- _Activity_
Every line containing the word "Active" is to be copied from the data below.

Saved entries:
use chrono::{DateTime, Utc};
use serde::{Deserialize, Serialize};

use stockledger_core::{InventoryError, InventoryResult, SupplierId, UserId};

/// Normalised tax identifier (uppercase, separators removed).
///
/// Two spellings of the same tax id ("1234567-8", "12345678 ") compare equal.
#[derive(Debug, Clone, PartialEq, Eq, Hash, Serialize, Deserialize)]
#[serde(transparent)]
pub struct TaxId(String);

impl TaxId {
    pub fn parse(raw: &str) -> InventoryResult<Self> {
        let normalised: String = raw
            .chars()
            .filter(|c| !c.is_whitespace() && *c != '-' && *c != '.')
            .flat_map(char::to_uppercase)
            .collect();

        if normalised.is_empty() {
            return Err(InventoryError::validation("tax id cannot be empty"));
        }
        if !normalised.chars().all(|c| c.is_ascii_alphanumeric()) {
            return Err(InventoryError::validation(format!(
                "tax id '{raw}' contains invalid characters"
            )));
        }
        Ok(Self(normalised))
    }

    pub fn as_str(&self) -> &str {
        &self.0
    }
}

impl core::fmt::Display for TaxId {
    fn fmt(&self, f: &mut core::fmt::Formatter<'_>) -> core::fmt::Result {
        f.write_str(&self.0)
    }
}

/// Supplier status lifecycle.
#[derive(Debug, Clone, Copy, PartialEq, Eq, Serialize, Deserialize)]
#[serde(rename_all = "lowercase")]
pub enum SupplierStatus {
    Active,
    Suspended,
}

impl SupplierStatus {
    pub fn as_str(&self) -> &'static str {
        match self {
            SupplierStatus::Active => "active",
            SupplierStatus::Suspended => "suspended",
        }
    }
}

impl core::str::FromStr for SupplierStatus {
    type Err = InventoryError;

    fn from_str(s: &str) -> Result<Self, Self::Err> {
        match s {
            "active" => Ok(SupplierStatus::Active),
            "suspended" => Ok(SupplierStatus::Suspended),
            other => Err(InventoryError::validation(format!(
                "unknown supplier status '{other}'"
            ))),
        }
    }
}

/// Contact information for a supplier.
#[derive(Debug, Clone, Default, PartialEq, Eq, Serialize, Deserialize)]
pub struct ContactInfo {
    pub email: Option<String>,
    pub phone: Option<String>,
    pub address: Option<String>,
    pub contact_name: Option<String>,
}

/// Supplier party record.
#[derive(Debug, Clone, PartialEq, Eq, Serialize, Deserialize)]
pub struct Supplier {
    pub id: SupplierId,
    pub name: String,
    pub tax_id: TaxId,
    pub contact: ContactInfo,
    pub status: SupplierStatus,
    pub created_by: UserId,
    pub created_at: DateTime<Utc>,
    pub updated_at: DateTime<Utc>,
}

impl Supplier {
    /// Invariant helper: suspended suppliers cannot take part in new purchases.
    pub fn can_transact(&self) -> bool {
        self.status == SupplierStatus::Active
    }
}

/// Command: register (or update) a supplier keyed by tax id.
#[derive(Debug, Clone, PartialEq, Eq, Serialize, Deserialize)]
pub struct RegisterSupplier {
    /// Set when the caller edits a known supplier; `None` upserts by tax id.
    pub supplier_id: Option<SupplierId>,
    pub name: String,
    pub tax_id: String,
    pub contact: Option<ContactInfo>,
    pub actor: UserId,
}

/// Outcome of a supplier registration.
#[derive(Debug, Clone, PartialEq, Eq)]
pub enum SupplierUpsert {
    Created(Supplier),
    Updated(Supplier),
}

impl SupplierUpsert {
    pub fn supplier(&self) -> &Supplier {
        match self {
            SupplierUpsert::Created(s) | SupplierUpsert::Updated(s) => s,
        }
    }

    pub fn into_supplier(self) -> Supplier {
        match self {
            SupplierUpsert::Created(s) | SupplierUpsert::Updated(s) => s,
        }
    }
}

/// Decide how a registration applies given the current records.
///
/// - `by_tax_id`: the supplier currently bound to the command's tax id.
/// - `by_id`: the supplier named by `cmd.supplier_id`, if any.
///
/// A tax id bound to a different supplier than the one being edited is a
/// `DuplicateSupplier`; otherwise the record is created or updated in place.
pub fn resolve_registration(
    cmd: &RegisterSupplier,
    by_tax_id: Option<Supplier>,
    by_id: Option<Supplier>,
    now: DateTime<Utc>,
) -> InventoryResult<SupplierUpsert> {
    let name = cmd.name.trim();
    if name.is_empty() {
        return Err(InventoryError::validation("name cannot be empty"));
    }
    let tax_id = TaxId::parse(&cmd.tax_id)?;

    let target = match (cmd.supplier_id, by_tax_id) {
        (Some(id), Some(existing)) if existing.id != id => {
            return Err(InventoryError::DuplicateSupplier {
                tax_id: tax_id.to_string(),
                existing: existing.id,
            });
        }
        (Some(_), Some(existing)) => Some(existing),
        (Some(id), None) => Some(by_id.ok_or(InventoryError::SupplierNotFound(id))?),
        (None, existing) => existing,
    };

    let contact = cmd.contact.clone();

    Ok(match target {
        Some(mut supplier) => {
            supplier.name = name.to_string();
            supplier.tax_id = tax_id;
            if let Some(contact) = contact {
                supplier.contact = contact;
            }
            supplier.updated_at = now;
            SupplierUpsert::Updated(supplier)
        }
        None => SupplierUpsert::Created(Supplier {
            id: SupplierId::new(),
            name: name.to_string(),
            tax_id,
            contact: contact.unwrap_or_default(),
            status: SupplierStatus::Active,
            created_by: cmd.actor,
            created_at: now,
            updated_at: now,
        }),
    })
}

- _Solution to the exercise_
    Active,
            SupplierStatus::Active => "active",
            "active" => Ok(SupplierStatus::Active),
        self.status == SupplierStatus::Active
            status: SupplierStatus::Active,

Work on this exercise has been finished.